In factories, the only example I ever saw of Control Charts used as recommended in the literature was in a ceramics plant that was firing thin rectangular plates for use as electronic substrates in batches of 5,000 in a tunnel kiln. They took dimensional measurements on plates prior to firing, as a control on the stamping machine used to cut them, and they made adjustments to the machine settings if control limits were crossed. They did not measure every one of the 5,000 plates on a wagon. The operator explained to us that he took measurements on a “random sample.”
“And how do you take random samples?” I asked.
“Oh! I just pick here and there,” the operator said, pointing to a kiln wagon.
That was the end of the conversation. One of the first things I remember learning when studying statistics was that picking “here and there” did not generate a random sample. A random sample is one in which every unit in the population has an equal probability of being selected, and it doesn’t happen with humans acting arbitrarily.
A common human pattern, for example, is to refrain from picking two neighboring units in succession. A true random sampler does not know where the previous pick took place and selects the unit next to it with the same probability as any other. This is done by having a system select a location based on a random number generator, and direct the operator to it.

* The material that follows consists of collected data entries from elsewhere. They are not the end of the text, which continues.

impl RawRequest {
    pub fn from_json(value: &Value) -> Self {
        Self {
            id: value.opt_object(ID).cloned(),
            context: value.opt_object(CONTEXT).cloned(),
            experience_cloud: value.opt_object(EXPERIENCE_CLOUD).cloned(),
            prefetch: value.opt_object(PREFETCH).cloned(),
            execute: value.opt_object(EXECUTE).cloned(),
            notifications: value
                .opt_array(NOTIFICATIONS)
                .map(|items| items.iter().filter(|n| n.is_object()).cloned().collect())
                .unwrap_or_default(),
            property_token: value
                .opt_object(PROPERTY)
                .and_then(|property| property.opt_non_blank(TOKEN))
                .map(str::to_string),
            environment_id: value.opt_i64(ENVIRONMENT_ID).unwrap_or(0),
        }
    }

    /// Whether the reply is expected to carry mbox content.
    pub fn is_content_request(&self) -> bool {
        self.prefetch.is_some() || self.execute.is_some()
    }
}

pub struct PayloadBuilder<'a> {
    device: &'a DeviceContext,
    tnt_id: Option<String>,
    third_party_id: Option<String>,
    environment_id: i64,
    identity: IdentitySnapshot,
    lifecycle: HashMap<String, String>,
    preview_parameters: Option<JsonObject>,
}

impl<'a> PayloadBuilder<'a> {
    pub fn new(state: &StateStore, device: &'a DeviceContext) -> Self {
        Self {
            device,
            tnt_id: state.tnt_id(),
            third_party_id: state.third_party_id(),
            environment_id: state.config().environment_id,
            identity: IdentitySnapshot::default(),
            lifecycle: HashMap::new(),
            preview_parameters: None,
        }
    }

    pub fn with_identity(mut self, identity: IdentitySnapshot) -> Self {
        self.identity = identity;
        self
    }

    pub fn with_lifecycle(mut self, lifecycle: HashMap<String, String>) -> Self {
        self.lifecycle = lifecycle;
        self
    }

    /// Top-level keys merged into every payload while preview mode is active.
    pub fn with_preview_parameters(mut self, parameters: Option<JsonObject>) -> Self {
        self.preview_parameters = parameters;
        self
    }

    pub fn build_request(
        &self,
        prefetch: &[MboxPrefetch],
        execute: &[MboxRequest],
        global_parameters: Option<&TargetParameters>,
        notifications: &[Value],
        property_token: Option<&str>,
    ) -> Value {
        let mut payload = self.default_json(None, None, None, self.environment_id);
        let mut mbox_property_token = None;

        let prefetch_mboxes: Vec<Value> = prefetch
            .iter()
            .enumerate()
            .map(|(index, request)| {
                let parameters =
                    merge(global_parameters.into_iter().chain(request.parameters.as_ref()));
                note_property_token(&mut mbox_property_token, &parameters);
                mbox_node(index, &request.name, &parameters, None)
            })
            .collect();
        let execute_mboxes: Vec<Value> = execute
            .iter()
            .enumerate()
            .map(|(index, request)| {
                let parameters =
                    merge(global_parameters.into_iter().chain(request.parameters.as_ref()));
                note_property_token(&mut mbox_property_token, &parameters);
                mbox_node(index, &request.name, &parameters, Some(&self.lifecycle))
            })
            .collect();

        if !prefetch_mboxes.is_empty() {
            payload.insert(PREFETCH.to_string(), json!({ MBOXES: prefetch_mboxes }));
        }
        if !execute_mboxes.is_empty() {
            payload.insert(EXECUTE.to_string(), json!({ MBOXES: execute_mboxes }));
        }

        let token = non_blank(property_token).map(str::to_string).or(mbox_property_token);
        self.finish(payload, notifications, token.as_deref())
    }

    /// Request body for caller-supplied nodes. `property_token` and
    /// `environment_id` are the already-resolved values.
    pub fn build_raw_request(
        &self,
        raw: &RawRequest,
        property_token: Option<&str>,
        environment_id: i64,
    ) -> Value {
        let mut payload = self.default_json(
            raw.id.as_ref(),
            raw.context.as_ref(),
            raw.experience_cloud.as_ref(),
            environment_id,
        );
        if let Some(prefetch) = raw.prefetch.as_ref().filter(|node| !node.is_empty()) {
            payload.insert(PREFETCH.to_string(), Value::Object(prefetch.clone()));
        }
        if let Some(execute) = raw.execute.as_ref().filter(|node| !node.is_empty()) {
            payload.insert(EXECUTE.to_string(), Value::Object(execute.clone()));
        }
        self.finish(payload, &raw.notifications, property_token)
    }

    fn finish(
        &self,
        mut payload: JsonObject,
        notifications: &[Value],
        property_token: Option<&str>,
    ) -> Value {
        if !notifications.is_empty() {
            payload.insert(
                NOTIFICATIONS.to_string(),
                Value::Array(notifications.to_vec()),
            );
        }
        if let Some(token) = non_blank(property_token) {
            payload.insert(PROPERTY.to_string(), json!({ TOKEN: token }));
        }
        if let Some(preview) = &self.preview_parameters {
            for (key, value) in preview {
                payload.insert(key.clone(), value.clone());
            }
        }
        Value::Object(payload)
    }

    /// Base nodes attached to every request. Non-empty caller nodes replace
    /// the generated ones.
    pub fn default_json(
        &self,
        id: Option<&JsonObject>,
        context: Option<&JsonObject>,
        experience_cloud: Option<&JsonObject>,
        environment_id: i64,
    ) -> JsonObject {
        let mut payload = Map::new();

        let id_node = match id.filter(|node| !node.is_empty()) {
            Some(node) => node.clone(),
            None => self.id_node(),
        };
        if !id_node.is_empty() {
            payload.insert(ID.to_string(), Value::Object(id_node));
        }

        let context_node = match context.filter(|node| !node.is_empty()) {
            Some(node) => node.clone(),
            None => context_node(self.device),
        };
        payload.insert(CONTEXT.to_string(), Value::Object(context_node));

        let experience_cloud_node = match experience_cloud.filter(|node| !node.is_empty()) {
            Some(node) => node.clone(),
            None => self.experience_cloud_node(),
        };
        payload.insert(
            EXPERIENCE_CLOUD.to_string(),
            Value::Object(experience_cloud_node),
        );

        if environment_id != 0 {
            payload.insert(ENVIRONMENT_ID.to_string(), json!(environment_id));
        }
        payload
    }

    fn id_node(&self) -> JsonObject {
        let mut node = Map::new();
        if let Some(tnt_id) = non_blank(self.tnt_id.as_deref()) {
            node.insert(TNT_ID.to_string(), json!(tnt_id));
        }
        if let Some(third_party_id) = non_blank(self.third_party_id.as_deref()) {
            node.insert(THIRD_PARTY_ID.to_string(), json!(third_party_id));
        }
        if let Some(mid) = non_blank(self.identity.marketing_cloud_id.as_deref()) {
            node.insert(MARKETING_CLOUD_VISITOR_ID.to_string(), json!(mid));
        }
        if let Some(entries) = self.identity.customer_ids.as_ref().filter(|ids| !ids.is_empty()) {
            let customer_ids: Vec<Value> = entries
                .iter()
                .filter_map(|entry| {
                    let node = customer_id_node(entry);
                    if node.is_none() {
                        debug!("Dropping invalid customer id entry: {entry}");
                    }
                    node
                })
                .collect();
            node.insert(CUSTOMER_IDS.to_string(), Value::Array(customer_ids));
        }
        node
    }

    fn experience_cloud_node(&self) -> JsonObject {
        let mut node = Map::new();
        node.insert("analytics".to_string(), json!({ "logging": "client_side" }));

        let mut audience_manager = Map::new();
        if let Some(blob) = non_blank(self.identity.blob.as_deref()) {
            audience_manager.insert("blob".to_string(), json!(blob));
        }
        if let Some(hint) = non_blank(self.identity.location_hint.as_deref()) {
            audience_manager.insert("locationHint".to_string(), json!(hint));
        }
        if !audience_manager.is_empty() {
            node.insert(
                "audienceManager".to_string(),
                Value::Object(audience_manager),
            );
        }
        node
    }

    /// Display notification for a prefetched mbox. `None` without mbox JSON.
    pub fn display_notification(
        &self,
        mbox_name: &str,
        mbox: Option<&Value>,
        parameters: Option<&TargetParameters>,
        timestamp: i64,
    ) -> Option<Value> {
        let mbox = mbox?;
        let mut mbox_node = Map::new();
        mbox_node.insert(NAME.to_string(), json!(mbox_name));
        if let Some(state) = mbox.opt_non_blank(STATE) {
            mbox_node.insert(STATE.to_string(), json!(state));
        }

        let mut node = notification_skeleton(DISPLAY, timestamp);
        node.insert(MBOX.to_string(), Value::Object(mbox_node));
        let token = mbox
            .opt_array(OPTIONS)
            .and_then(|options| options.first())
            .and_then(|option| option.opt_non_blank(EVENT_TOKEN));
        if let Some(token) = token {
            node.insert(TOKENS.to_string(), json!([token]));
        }
        self.append_notification_parameters(&mut node, parameters);
        Some(Value::Object(node))
    }

    /// Click notification. Always yields at least `{id, timestamp, type}`.
    pub fn click_notification(
        &self,
        mbox: Option<&Value>,
        parameters: Option<&TargetParameters>,
        timestamp: i64,
    ) -> Value {
        let mut node = notification_skeleton(CLICK, timestamp);
        if let Some(mbox) = mbox {
            if let Some(name) = mbox.opt_non_blank(NAME) {
                node.insert(MBOX.to_string(), json!({ NAME: name }));
            }
            let token = crate::response_parser::click_metric(mbox)
                .and_then(|metric| metric.opt_non_blank(EVENT_TOKEN));
            if let Some(token) = token {
                node.insert(TOKENS.to_string(), json!([token]));
            }
        }
        self.append_notification_parameters(&mut node, parameters);
        Value::Object(node)
    }

    fn append_notification_parameters(
        &self,
        node: &mut JsonObject,
        parameters: Option<&TargetParameters>,
    ) {
        let Some(parameters) = parameters else {
            if !self.lifecycle.is_empty() {
                node.insert(PARAMETERS.to_string(), json!(self.lifecycle));
            }
            return;
        };
        let mbox = mbox_node(0, "", parameters, Some(&self.lifecycle));
        for key in [PARAMETERS, PROFILE_PARAMETERS, ORDER, PRODUCT] {
            if let Some(value) = mbox.opt_value(key) {
                node.insert(key.to_string(), value.clone());
            }
        }
    }
}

This meaning of the word “random” does not carry over to other uses even in probability theory. A mistake that is frequently encountered in discussions of quality is the idea that a random variable is one for which all values are equally likely. What makes a variable random is that probabilities can be attached to values or sets of values in some fashion; it does not have to be uniform. One value can have a 90% probability while all other values share the remaining 10%, and it is still a random variable.
When you say of a phenomenon that it is random, technically, it means that it is amenable to modeling using probability theory. Some real phenomena do not need it, because they are deterministic: you insert the key into the lock and it opens, or you turn on a kettle and you have boiling water. Based on your input, you know what the outcome will be. There is no need to consider multiple outcomes and assign them probabilities.
There are other phenomena that vary so much, or on which you know so little, that you can’t use probability theory. They are called by a variety of names; I use uncertain. Earthquakes, financial crises, or wars can be generically expected to happen but cannot be specifically predicted. You apply earthquake engineering to construction in Japan or California, but you don’t leave Fukushima or San Francisco based on a prediction that an earthquake will hit tomorrow, because no one knows how to make such a prediction.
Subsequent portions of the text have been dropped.